Don't know why but this made me laugh hard.

"It's not the gods fucking around."

Hydrogens and oxides are required for a majority of life forms.

"Everything is one."

He was wrong! It's all the ice really.
Ice isn't frozen water, water is melted ice!

KEK

cnqzu.com/library/Philosophy/neoreaction/Friedrich Nietzsche/Friedrich_Nietzsche - Philosophy_in_the_Tragic_Age_of_the_Greeks_(tr._Marianne_Cowan_1996).pdf

Go to page 38, section 3.

"Water is the origin of all things." means "All things are one." All things are connected in unity.

It means exactly what it sounds like.

Thales observed that water can change it's form, and so supposed that it was possible that everything in the world was just another transitory phase.

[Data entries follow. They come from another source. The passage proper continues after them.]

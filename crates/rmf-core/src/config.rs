use crate::error::{FinderError, Result};
use serde::{Deserialize, Serialize};
use std::path::Path;

// ---------------------------------------------------------------------------
// RosterSource
// ---------------------------------------------------------------------------

/// Where the list of current maintainers comes from. Sources are unioned.
#[derive(Debug, Clone, PartialEq, Eq, Serialize, Deserialize)]
#[serde(rename_all = "snake_case")]
pub enum RosterSource {
    /// Members of a team in the organization.
    Team(String),
    /// Organization members with the admin role (owners).
    OrgAdmins,
    /// An HTML maintainer-list page with `<h5 class="card-title">@login | Name</h5>` cards.
    MaintainerList(String),
}

// ---------------------------------------------------------------------------
// Corrections
// ---------------------------------------------------------------------------

/// A release whose upstream author is not the person who managed it.
#[derive(Debug, Clone, PartialEq, Eq, Serialize, Deserialize)]
pub struct Reattribution {
    pub tag: String,
    pub manager: String,
}

/// Releases managed before the repository started publishing release records.
#[derive(Debug, Clone, PartialEq, Eq, Serialize, Deserialize)]
pub struct PriorReleases {
    pub manager: String,
    pub count: u32,
}

#[derive(Debug, Clone, PartialEq, Eq, Serialize, Deserialize)]
pub struct Corrections {
    #[serde(default)]
    pub reattributed: Vec<Reattribution>,
    #[serde(default)]
    pub prior_releases: Vec<PriorReleases>,
}

impl Default for Corrections {
    fn default() -> Self {
        Self {
            // 2016.07 was published by miri64; kYc0o managed it.
            reattributed: vec![Reattribution {
                tag: "2016.07".to_string(),
                manager: "kYc0o".to_string(),
            }],
            // 2013.08, 2014.01, 2014.05 and 2014.12 are missing from GitHub releases.
            prior_releases: vec![PriorReleases {
                manager: "OlegHahm".to_string(),
                count: 4,
            }],
        }
    }
}

impl Corrections {
    pub fn manager_for_tag(&self, tag: &str) -> Option<&str> {
        self.reattributed
            .iter()
            .find(|r| r.tag == tag)
            .map(|r| r.manager.as_str())
    }
}

// ---------------------------------------------------------------------------
// Config
// ---------------------------------------------------------------------------

#[derive(Debug, Clone, Serialize, Deserialize)]
pub struct Config {
    #[serde(default = "default_org")]
    pub org: String,
    #[serde(default = "default_repo")]
    pub repo: String,
    #[serde(default = "default_api_url")]
    pub api_url: String,
    #[serde(default = "default_oauth_url")]
    pub oauth_url: String,
    #[serde(default = "default_opt_out_forum")]
    pub opt_out_forum: String,
    /// `- team: NAME`, `- org_admins` or `- maintainer_list: URL`.
    #[serde(
        default = "default_roster",
        with = "serde_yaml::with::singleton_map_recursive"
    )]
    pub roster: Vec<RosterSource>,
    /// Teams whose members may log in to the web form.
    #[serde(default = "default_login_teams")]
    pub login_teams: Vec<String>,
    /// Team re-checked on every authenticated request.
    #[serde(default = "default_session_team")]
    pub session_team: String,
    #[serde(default)]
    pub corrections: Corrections,
}

fn default_org() -> String {
    "RIOT-OS".to_string()
}

fn default_repo() -> String {
    "RIOT".to_string()
}

fn default_api_url() -> String {
    "https://api.github.com".to_string()
}

fn default_oauth_url() -> String {
    "https://github.com/login/oauth".to_string()
}

fn default_opt_out_forum() -> String {
    "https://forum.riot-os.org/t/release-management-opt-out/3354".to_string()
}

fn default_roster() -> Vec<RosterSource> {
    vec![
        RosterSource::Team("maintainers".to_string()),
        RosterSource::Team("admin".to_string()),
        RosterSource::OrgAdmins,
    ]
}

fn default_login_teams() -> Vec<String> {
    vec!["maintainers".to_string(), "owners".to_string()]
}

fn default_session_team() -> String {
    "maintainers".to_string()
}

impl Default for Config {
    fn default() -> Self {
        Self {
            org: default_org(),
            repo: default_repo(),
            api_url: default_api_url(),
            oauth_url: default_oauth_url(),
            opt_out_forum: default_opt_out_forum(),
            roster: default_roster(),
            login_teams: default_login_teams(),
            session_team: default_session_team(),
            corrections: Corrections::default(),
        }
    }
}

impl Config {
    /// Load a YAML config file; `None` yields the built-in defaults.
    pub fn load(path: Option<&Path>) -> Result<Self> {
        let config = match path {
            Some(p) => {
                let data = std::fs::read_to_string(p)?;
                serde_yaml::from_str(&data)?
            }
            None => Self::default(),
        };
        config.validate()?;
        Ok(config)
    }

    pub fn validate(&self) -> Result<()> {
        if self.org.trim().is_empty() {
            return Err(FinderError::InvalidConfig("org must not be empty".into()));
        }
        if self.repo.trim().is_empty() {
            return Err(FinderError::InvalidConfig("repo must not be empty".into()));
        }
        if self.roster.is_empty() {
            return Err(FinderError::InvalidConfig(
                "roster needs at least one source".into(),
            ));
        }
        if let Some(p) = self.corrections.prior_releases.iter().find(|p| p.count == 0) {
            return Err(FinderError::InvalidConfig(format!(
                "prior release count for '{}' must be positive",
                p.manager
            )));
        }
        Ok(())
    }

    pub fn org_url(&self) -> String {
        format!("https://github.com/{}", self.org)
    }
}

"They [Milesian Presocratics] postulate as the first reality a single living stuff, indefinite in extent and character, from which the world and all things in it develop spontaneously. Thales called this 'the moist' (to hugron), moisture being the principle of life according to simple observation and primitive common sense...This stuff they call 'divine' by which they probably mean no more than that it is living and everlasting, two characters which it must have if it is to be for them a sufficient explanation of the cosmic process"
- A.H. Armstrong, An Introduction to Ancient Philosophy

Not exactly.
It is known that Thales said that "all things are full of gods".
Maybe you're right if you had expressed yourself like this: "the idols of the city can't sastisfy my desire to explain the reality around me".

Absolutely not.
Thales' water was obviously not H2O and you can't do any correspondence between the poetic expression "water" with a modern physical term.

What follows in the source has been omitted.